Alors, comment mieux dire le Néant, son inscription "en lettres noires", "dans la demi-pénombre" de la vie ? Comment mieux dire la "lumière froide et blanche", la clarté spectrale, livide qui cerne de toutes parts la frêle existence de cette Petite Bijou dont, à la fin, l'on se demande si elle a bien existé, si elle n'est pas une simple hallucination, à la manière de "silhouettes d'hommes et de femmes immobiles", "embaumés", identiques à des momies entourées de leurs étranges bandelettes ? Blanches, les bandelettes, comme les "notes claires et désolées" de cette musique qui "doit venir du Néant", car d'où viendrait cette rumeur qui semble vouloir tout effacer, jusqu'à cette "femme au manteau jaune" qui paraît ne faire phénomène qu'à l'aune d'un mauvais rêve, sans doute d'un cauchemar.
Comment mieux installer une langue qui tourne à l'obsession d'elle-même, qui devient la pâte existentielle travaillée de l'intérieur, tout comme les personnages de la fiction qui ne tiennent debout qu'à être pénétrés du souffle des mots ? Car la Petite Bijou, Moreau-Badmaev - ce jongleur de langage; le couple Valadier - ces lexiques flous -, Thérèse - ce prénom si éthéré qu'il paraîtrait une simple parenthèse -, Sonia O'Dauyé - artiste-saltimbanque pareille à des points de suspension -, tous ces étranges personnages mettent en texte ce qu'ils sont eux-mêmes, à savoir des sémantiques vides à la recherche d'un prédicat qui les installe dans le monde.
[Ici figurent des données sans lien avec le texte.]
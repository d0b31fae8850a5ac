//! Two-phase deep search over persisted sessions
//!
//! A search first looks at the few most recent sessions (preview) and, on
//! request, at the remaining ones in event-count-balanced batches. Progress
//! is published as a stream of [`SearchUpdate`] values.

mod batching;
mod engine;
mod merge;
mod phase;
mod results;
mod snapshot;
mod source;

pub use batching::{SearchBatch, estimated_total, plan_batches};
pub use engine::DeepSearch;
pub use merge::merge_time_desc;
pub use phase::{SearchPhase, SearchUpdate};
pub use results::{MessageMatch, SearchResults, ValueMatch};
pub use snapshot::{SearchRequest, SearchSnapshot, SessionScope};
pub use source::{MemorySource, SearchSource};
use std::fmt;
use std::str::FromStr;
use std::time::{SystemTime, UNIX_EPOCH};

use bon::bon;
use serde::{Deserialize, Serialize};
use thiserror::Error;
use uuid::Uuid;

/// Current wall-clock time as float seconds since the Unix epoch
pub fn now_secs() -> f64 {
    SystemTime::now()
        .duration_since(UNIX_EPOCH)
        .map(|d| d.as_secs_f64())
        .unwrap_or(0.0)
}

/// Record severity, ordered from least to most severe
#[derive(
    Debug, Clone, Copy, Default, PartialEq, Eq, PartialOrd, Ord, Hash, Serialize, Deserialize,
)]
#[serde(rename_all = "lowercase")]
pub enum Severity {
    Verbose,
    Debug,
    #[default]
    Info,
    Warning,
    Error,
    Critical,
    Fault,
}

#[derive(Debug, Error)]
#[error("unknown severity: {0}")]
pub struct UnknownSeverity(pub String);

impl Severity {
    pub const ALL: [Severity; 7] = [
        Severity::Verbose,
        Severity::Debug,
        Severity::Info,
        Severity::Warning,
        Severity::Error,
        Severity::Critical,
        Severity::Fault,
    ];

    pub fn as_str(&self) -> &'static str {
        match self {
            Severity::Verbose => "verbose",
            Severity::Debug => "debug",
            Severity::Info => "info",
            Severity::Warning => "warning",
            Severity::Error => "error",
            Severity::Critical => "critical",
            Severity::Fault => "fault",
        }
    }

    /// Upper-case label used in rendered log lines
    pub fn label(&self) -> &'static str {
        match self {
            Severity::Verbose => "VERBOSE",
            Severity::Debug => "DEBUG",
            Severity::Info => "INFO",
            Severity::Warning => "WARNING",
            Severity::Error => "ERROR",
            Severity::Critical => "CRITICAL",
            Severity::Fault => "FAULT",
        }
    }
}

impl fmt::Display for Severity {
    fn fmt(&self, f: &mut fmt::Formatter<'_>) -> fmt::Result {
        f.write_str(self.as_str())
    }
}

impl FromStr for Severity {
    type Err = UnknownSeverity;

    fn from_str(s: &str) -> Result<Self, Self::Err> {
        match s.trim().to_ascii_lowercase().as_str() {
            "verbose" | "trace" => Ok(Severity::Verbose),
            "debug" => Ok(Severity::Debug),
            "info" => Ok(Severity::Info),
            "warning" | "warn" => Ok(Severity::Warning),
            "error" => Ok(Severity::Error),
            "critical" => Ok(Severity::Critical),
            "fault" => Ok(Severity::Fault),
            other => Err(UnknownSeverity(other.to_string())),
        }
    }
}

/// One persisted log entry. Never mutated after construction.
#[derive(Debug, Clone, PartialEq, Serialize, Deserialize)]
pub struct LogRecord {
    pub id: String,
    pub timestamp: f64,
    pub severity: Severity,
    pub message: String,
    pub thread: String,
    pub function: String,
    pub source_file: String,
    /// Last path component of `source_file`, computed once at construction
    pub source_file_name: String,
    pub line: u32,
    pub context: String,
    pub session_id: String,
    pub session_start_time: f64,
}

#[bon]
impl LogRecord {
    #[builder]
    pub fn new(
        #[builder(into)] message: String,
        #[builder(default)] severity: Severity,
        #[builder(into)] session_id: String,
        session_start_time: f64,
        #[builder(into)] id: Option<String>,
        timestamp: Option<f64>,
        #[builder(default, into)] thread: String,
        #[builder(default, into)] function: String,
        #[builder(default, into)] source_file: String,
        #[builder(default)] line: u32,
        #[builder(default, into)] context: String,
    ) -> Self {
        let source_file_name = file_name_of(&source_file);
        Self {
            id: id.unwrap_or_else(|| Uuid::now_v7().to_string()),
            timestamp: timestamp.unwrap_or_else(now_secs),
            severity,
            message,
            thread,
            function,
            source_file,
            source_file_name,
            line,
            context,
            session_id,
            session_start_time,
        }
    }
}

fn file_name_of(path: &str) -> String {
    path.rsplit(['/', '\\']).next().unwrap_or_default().to_string()
}

/// Aggregate view of one session, recomputed from the store on demand
#[derive(Debug, Clone, PartialEq, Serialize, Deserialize)]
pub struct SessionInfo {
    pub id: String,
    pub start_time: f64,
    pub event_count: u64,
}

/// Identity of the running process' session, stamped on every record it emits
#[derive(Debug, Clone, PartialEq)]
pub struct SessionContext {
    pub id: String,
    pub start_time: f64,
}

impl SessionContext {
    /// Start a new session with a short random id
    pub fn start() -> Self {
        let id = Uuid::new_v4().simple().to_string()[..8].to_string();
        Self {
            id,
            start_time: now_secs(),
        }
    }
}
Nul doute cependant qu'ils y figurent au titre de la littérature. Modiano, en tout cas, nous délivre toujours ces bijoux rares et ciselés qui inscrivent dans la mémoire des lecteurs ces instant amnésiques émouvants à force de sobriété et d'exactitude. Comme une dentelle qui voudrait dire le pathétique des trous qui en entretiennent la tension.